The new requirements apply if all of the following are present:
On April 27, 2009, HHS issued the HITECH Breach Notification Guidance specifying the technologies and methodologies that render PHI unusable, unreadable, or indecipherable to unauthorized individuals. That guidance creates a safe harbor so that covered entities and business associates would not be required to provide the breach notifications required by the Act for PHI meeting these standards. PHI is rendered unusable, unreasonable, or indecipherable to unauthorized individuals only if one or more of the following methods are used:
(1) Encryption. Electronic PHI is only secured where it has been encrypted. The HIPAA Security Rule specifies encryption to mean the use of an algorithmic process to transform data into a form in which there is a low probability of assigning meaning without use of a confidential process or key. The Rule identifies the various encryption processes which are judged to meet this standard.
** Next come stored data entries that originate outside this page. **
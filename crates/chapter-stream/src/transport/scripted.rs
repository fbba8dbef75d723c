use std::time::Duration;

use futures::StreamExt as _;
use futures::stream;

use crate::errors::TransportError;
use crate::event::GenerationEvent;
use crate::request::GenerateChapterRequest;

use super::{EventStream, GenerationTransport};

/// Replays a fixed list of events.
///
/// Used for offline demos and for exercising the controller without a
/// backend. Each `open` replays the same script from the start.
#[derive(Clone, Debug, Default)]
pub struct ScriptedTransport {
    steps: Vec<Result<GenerationEvent, TransportError>>,
    delay: Duration,
    hold_open: bool,
    open_error: Option<TransportError>,
}

impl ScriptedTransport {
    /// Creates a transport that replays `events` and then closes.
    pub fn new(events: impl IntoIterator<Item = GenerationEvent>) -> Self {
        Self {
            steps: events.into_iter().map(Ok).collect(),
            ..Self::default()
        }
    }

    /// Splits `text` into fragments of `chunk_chars` characters and wraps
    /// them in the progress/complete sequence a real backend sends.
    pub fn chapter(text: &str, chunk_chars: usize) -> Self {
        let chars: Vec<char> = text.chars().collect();
        let chunks: Vec<String> = chars
            .chunks(chunk_chars.max(1))
            .map(|chunk| chunk.iter().collect())
            .collect();
        let total = chunks.len().max(1) as f64;

        let mut events = vec![
            GenerationEvent::progress(0.1, "preparing"),
            GenerationEvent::progress(0.2, "analyzing"),
            GenerationEvent::progress(0.3, "generating"),
        ];
        for (i, chunk) in chunks.into_iter().enumerate() {
            events.push(GenerationEvent::content(chunk));
            events.push(GenerationEvent::Progress {
                fraction: Some(0.3 + 0.6 * (i + 1) as f64 / total),
                stage: None,
            });
        }
        events.push(GenerationEvent::progress(0.95, "finalizing"));
        events.push(GenerationEvent::complete(None));
        Self::new(events)
    }

    /// Waits `delay` before each event.
    pub fn delay(mut self, delay: Duration) -> Self {
        self.delay = delay;
        self
    }

    /// Appends a transport failure after the scripted events.
    pub fn then_fail(mut self, error: TransportError) -> Self {
        self.steps.push(Err(error));
        self
    }

    /// Keeps the connection open after the last event instead of closing.
    pub fn hold_open(mut self) -> Self {
        self.hold_open = true;
        self
    }

    /// Makes `open` itself fail.
    pub fn fail_on_open(mut self, error: TransportError) -> Self {
        self.open_error = Some(error);
        self
    }
}

#[async_trait::async_trait]
impl GenerationTransport for ScriptedTransport {
    fn name(&self) -> &str {
        "scripted"
    }

    async fn open(&self, _request: &GenerateChapterRequest) -> Result<EventStream, TransportError> {
        if let Some(err) = &self.open_error {
            return Err(err.clone());
        }
        let delay = self.delay;
        let events = stream::iter(self.steps.clone()).then(move |step| async move {
            if !delay.is_zero() {
                tokio::time::sleep(delay).await;
            }
            step
        });
        if self.hold_open {
            Ok(Box::pin(events.chain(stream::pending())))
        } else {
            Ok(Box::pin(events))
        }
    }
}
Further, such confidential process or key that might enable decryption must not have been breached. To avoid a breach of the confidential process or key, decryption tools should be kept on a separate device or at a location separate from the data they are used to encrypt or decrypt.
(2) Destruction. Hard copy PHI, such as paper or film media, is only secured where it has been shredded or destroyed such that the PHI cannot be read or otherwise cannot be reconstructed.
The covered entity or business associate has the burden of proving why a breach notification was not required and must document why the impermissible use or disclosure fell under one of the exceptions. Covered entities should document the risk and other breach assessments accordingly.
The breach notifications required by the Act and the Rule are significant and are triggered by the “discovery” of the breach of unsecured PHI. A breach is treated as “discovered” by a covered entity as of the first day the breach is known, or reasonably should have been known, to the covered entity. Given that knowledge of a breach may be imputed, a covered entity should implement reasonable breach discovery procedures.